Working with never-published agricultural data collected for Mexico’s pavilion at the 1900 Paris Exposition, this article argues that manuscript and published statistics represent a space to see state making as a multisided, ongoing process. Whereas historians have largely looked at statistics from the perspective of the state, highlighting bureaucrats’ projections of desired realities and political projects, here I show how local enumerators’ investment in statistical undertakings asserted space for conversations and arguments about the nature and composition of the political or economic whole being represented. I present a methodology for working with historical statistics that takes aberrations, anomalies, and unruly data as signposts to be followed rather than errors to be corrected. In doing so, I argue for seeing not only the frustrated yet durable aspirations of statesmen but also the ways those beyond the central state reforged, reinforced, and remade representations of their homes through engagement with and investment in statistical practices.

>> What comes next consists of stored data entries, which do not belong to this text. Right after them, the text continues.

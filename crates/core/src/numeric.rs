//! Decimal numeric model.
//!
//! Every quantity, factor, price and total in the engine is a
//! `rust_decimal::Decimal`. There is no `f64` on any path that feeds a hash
//! or a regulatory total. Arithmetic is checked: overflow is reported as a
//! `NumericError`, never wrapped and never panicked.
//!
//! The canonical text form of a decimal is its normalized representation
//! (`1.50` and `1.5` render identically), so that two logically equal values
//! always hash to the same bytes.

use std::fmt;
use std::str::FromStr;

use rust_decimal::Decimal;
use serde::{Deserialize, Deserializer, Serialize, Serializer};

/// Errors raised by checked decimal arithmetic.
#[derive(Debug, Clone, PartialEq, Eq, thiserror::Error)]
pub enum NumericError {
    #[error("numeric overflow in {operation}: {left} and {right}")]
    Overflow {
        operation: &'static str,
        left: String,
        right: String,
    },
}

fn overflow(operation: &'static str, left: Decimal, right: Decimal) -> NumericError {
    NumericError::Overflow {
        operation,
        left: canonical_string(left),
        right: canonical_string(right),
    }
}

/// Checked addition.
pub fn add(left: Decimal, right: Decimal) -> Result<Decimal, NumericError> {
    left.checked_add(right)
        .ok_or_else(|| overflow("addition", left, right))
}

/// Checked subtraction.
pub fn sub(left: Decimal, right: Decimal) -> Result<Decimal, NumericError> {
    left.checked_sub(right)
        .ok_or_else(|| overflow("subtraction", left, right))
}

/// Checked multiplication.
pub fn mul(left: Decimal, right: Decimal) -> Result<Decimal, NumericError> {
    left.checked_mul(right)
        .ok_or_else(|| overflow("multiplication", left, right))
}

/// Checked multiplication of every factor, left to right.
pub fn product(factors: &[Decimal]) -> Result<Decimal, NumericError> {
    factors.iter().try_fold(Decimal::ONE, |acc, f| mul(acc, *f))
}

/// Checked sum, accumulated in iteration order.
///
/// Callers are responsible for presenting the terms in a fixed order.
pub fn sum<I>(terms: I) -> Result<Decimal, NumericError>
where
    I: IntoIterator<Item = Decimal>,
{
    terms.into_iter().try_fold(Decimal::ZERO, add)
}

/// Division that never produces NaN, infinity or a silent zero.
///
/// A zero denominator yields `Quotient::Undefined`.
pub fn ratio(numerator: Decimal, denominator: Decimal) -> Result<Quotient, NumericError> {
    if denominator.is_zero() {
        return Ok(Quotient::Undefined);
    }
    numerator
        .checked_div(denominator)
        .map(Quotient::Value)
        .ok_or_else(|| overflow("division", numerator, denominator))
}

/// Render a decimal in canonical form: normalized, no exponent, no
/// trailing zeros, no negative zero.
pub fn canonical_string(value: Decimal) -> String {
    if value.is_zero() {
        return "0".to_string();
    }
    value.normalize().to_string()
}

/// Parse a decimal from its textual form, accepting scientific notation.
pub fn parse_decimal(text: &str) -> Option<Decimal> {
    Decimal::from_str(text)
        .or_else(|_| Decimal::from_scientific(text))
        .ok()
}

// ──────────────────────────────────────────────
// Quotient
// ──────────────────────────────────────────────

/// Result of a division whose denominator may be zero.
#[derive(Debug, Clone, Copy, PartialEq, Eq)]
pub enum Quotient {
    Value(Decimal),
    /// The denominator was zero; the ratio has no value.
    Undefined,
}

impl Quotient {
    pub const UNDEFINED_TOKEN: &'static str = "undefined";

    pub fn value(self) -> Option<Decimal> {
        match self {
            Quotient::Value(v) => Some(v),
            Quotient::Undefined => None,
        }
    }

    pub fn is_undefined(self) -> bool {
        matches!(self, Quotient::Undefined)
    }
}

impl fmt::Display for Quotient {
    fn fmt(&self, f: &mut fmt::Formatter<'_>) -> fmt::Result {
        match self {
            Quotient::Value(v) => write!(f, "{}", canonical_string(*v)),
            Quotient::Undefined => write!(f, "{}", Self::UNDEFINED_TOKEN),
        }
    }
}

impl Serialize for Quotient {
    fn serialize<S: Serializer>(&self, serializer: S) -> Result<S::Ok, S::Error> {
        serializer.serialize_str(&self.to_string())
    }
}

impl<'de> Deserialize<'de> for Quotient {
    fn deserialize<D: Deserializer<'de>>(deserializer: D) -> Result<Self, D::Error> {
        let text = String::deserialize(deserializer)?;
        if text == Self::UNDEFINED_TOKEN {
            return Ok(Quotient::Undefined);
        }
        parse_decimal(&text)
            .map(Quotient::Value)
            .ok_or_else(|| serde::de::Error::custom(format!("invalid quotient '{}'", text)))
    }
}

// ──────────────────────────────────────────────
// Serde adapters
// ──────────────────────────────────────────────

/// `#[serde(with = "canonical_decimal")]` for `Decimal` fields.
pub mod canonical_decimal {
    use super::*;

    pub fn serialize<S: Serializer>(value: &Decimal, serializer: S) -> Result<S::Ok, S::Error> {
        serializer.serialize_str(&canonical_string(*value))
    }

    pub fn deserialize<'de, D: Deserializer<'de>>(deserializer: D) -> Result<Decimal, D::Error> {
        <Decimal as Deserialize>::deserialize(deserializer)
    }
}

/// `#[serde(with = "canonical_decimal_opt")]` for `Option<Decimal>` fields.
pub mod canonical_decimal_opt {
    use super::*;

    pub fn serialize<S: Serializer>(
        value: &Option<Decimal>,
        serializer: S,
    ) -> Result<S::Ok, S::Error> {
        match value {
            Some(v) => serializer.serialize_some(&canonical_string(*v)),
            None => serializer.serialize_none(),
        }
    }

    pub fn deserialize<'de, D: Deserializer<'de>>(
        deserializer: D,
    ) -> Result<Option<Decimal>, D::Error> {
        Option::<Decimal>::deserialize(deserializer)
    }
}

Psychotherapy dropout in U.S. military populations

A large-scale metaanalysis identifies the treatment and patient characteristics of U.S. service members and veterans who drop out of psychotherapy. 

Author(s)
Elizabeth A. Penix-Smith, Joshua K. Swift, Ailun Li, Jacob Bingham, and Gabriel Hapke
Journal
American Psychologist
Citation
Penix-Smith, E. A., Swift, J. K., Li, A., Bingham, J., & Hapke, G. (2025). No client left behind: A meta-analysis of premature termination from psychotherapy in U.S. service members and veterans. American Psychologist, 80(5), 712–728. https://doi.org/10.1037/amp0001320 Copy
Abstract

Dropout has been identified as a significant problem among military populations seeking psychotherapy (Goetter et al., 2015; Hoge et al., 2014), yet an overall estimate of its exact prevalence and predictors does not exist. The aims of the current meta-analysis were to estimate outpatient psychotherapy dropout rates for this population and evaluate potential moderators of this event. In total, 283 articles—comprising data from 719,465 U.S. service members and veterans—met all inclusion criteria and were included in the meta-analysis. The average weighted dropout rate for all outpatient therapies was 25.6%, 95% CI [22.4%, 29.2%], and prediction interval [1.9%, 85.9%]. Furthermore, dropout was 27.0% for cognitive behavioral therapies (CBTs), 25.3% for trauma treatments, 27.6% for the Department of Veterans Affairs (VA), 28.9% for individual therapies, and 9.8% for intensive outpatient settings. Findings from metaregression analyses using mixed-effects models indicated that higher dropout was linked with the following after accounting for other moderators: younger age, CBTs, nonmanualized approaches, VA versus Department of Defense settings, individual versus group therapies, and weekly versus intensive outpatient formats. Dropout was not linked with other client, therapist, treatment, and research variables. Taken together, dropout estimates were obtained for a range of military populations and treatment characteristics, including theoretical orientation, presenting concern, setting, and therapy formats. These estimates may provide potential benchmarks for therapists, administrators, and policymakers serving military populations. Leveraging dropout prevention strategies with at-risk groups highlighted in this study may enhance mental health care outcomes for this high-need population.